Hacker News new | past | comments | ask | show | jobs | submit login

> People are applying a stronger point here where changing the original data is hard evidence of foul play and sufficient to completely discount any changes.

Manipulating field measurements is already frowned upon in all applications. There is no point. Things like data provenance is a serious issue, which is directly targeted by peer reviews and investigations on scientific malpractice. Even performance benchmarks highly favor standardized test and data sets.

Being objective matters. Once you start messing with original measurements, you place yourself in a position where you need to answer questions on whether you're just adapting data to fit your belief instead of the other way around.
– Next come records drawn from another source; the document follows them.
use chrono::{DateTime, Utc};
use serde::{Deserialize, Serialize};

/// Persisted per-user lockout state, a subset of the user record.
#[derive(Debug, Clone, Default, PartialEq, Eq, Serialize, Deserialize)]
pub struct UserLockState {
    pub failed_attempts: u32,
    pub last_failed_attempt: Option<DateTime<Utc>>,
    pub account_locked: bool,
    pub lockout_until: Option<DateTime<Utc>>,
}

impl UserLockState {
    /// Whether the stored lock is still in force at `now`.
    ///
    /// A stored `account_locked` flag whose `lockout_until` has elapsed reads
    /// as unlocked (lazy expiry); the next write persists the corrected state.
    pub fn is_locked_at(&self, now: DateTime<Utc>) -> bool {
        self.account_locked && self.lockout_until.is_some_and(|until| until > now)
    }
}

/// The lockout view the decision engine acts on.
#[derive(Debug, Clone, PartialEq, Eq, Serialize, Deserialize)]
pub struct LockoutStatus {
    pub user_id: String,
    pub failed_attempts: u32,
    pub is_locked: bool,
    pub locked_until: Option<DateTime<Utc>>,
}

impl LockoutStatus {
    /// Seconds until the lock expires, rounded up. `None` when not locked.
    pub fn retry_after_seconds(&self) -> Option<i64> {
        let until = self.locked_until?;
        let remaining_ms = (until - Utc::now()).num_milliseconds();
        if remaining_ms <= 0 {
            return None;
        }
        Some((remaining_ms + 999) / 1000)
    }
}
In this case there is an observable relationship between wind speed and central surface pressure which has been observed over decades, but it has changed between the 1950s and the current day (although it has been stable across recent decades). The difference is in the measurement of wind speeds and with modern dropsondes we have much better measurement of wind speeds than existed in the 1950s. There is a clear and consistent bias in the windspeed-pressure relationship between decades. The correction that has been applied has been to apply a bias to correct the wind speed to the central pressure measurement. That correction was proposed in 2005 and so is nearly 20 years old at this point and had nothing to do with the current paper on cat 6 storms.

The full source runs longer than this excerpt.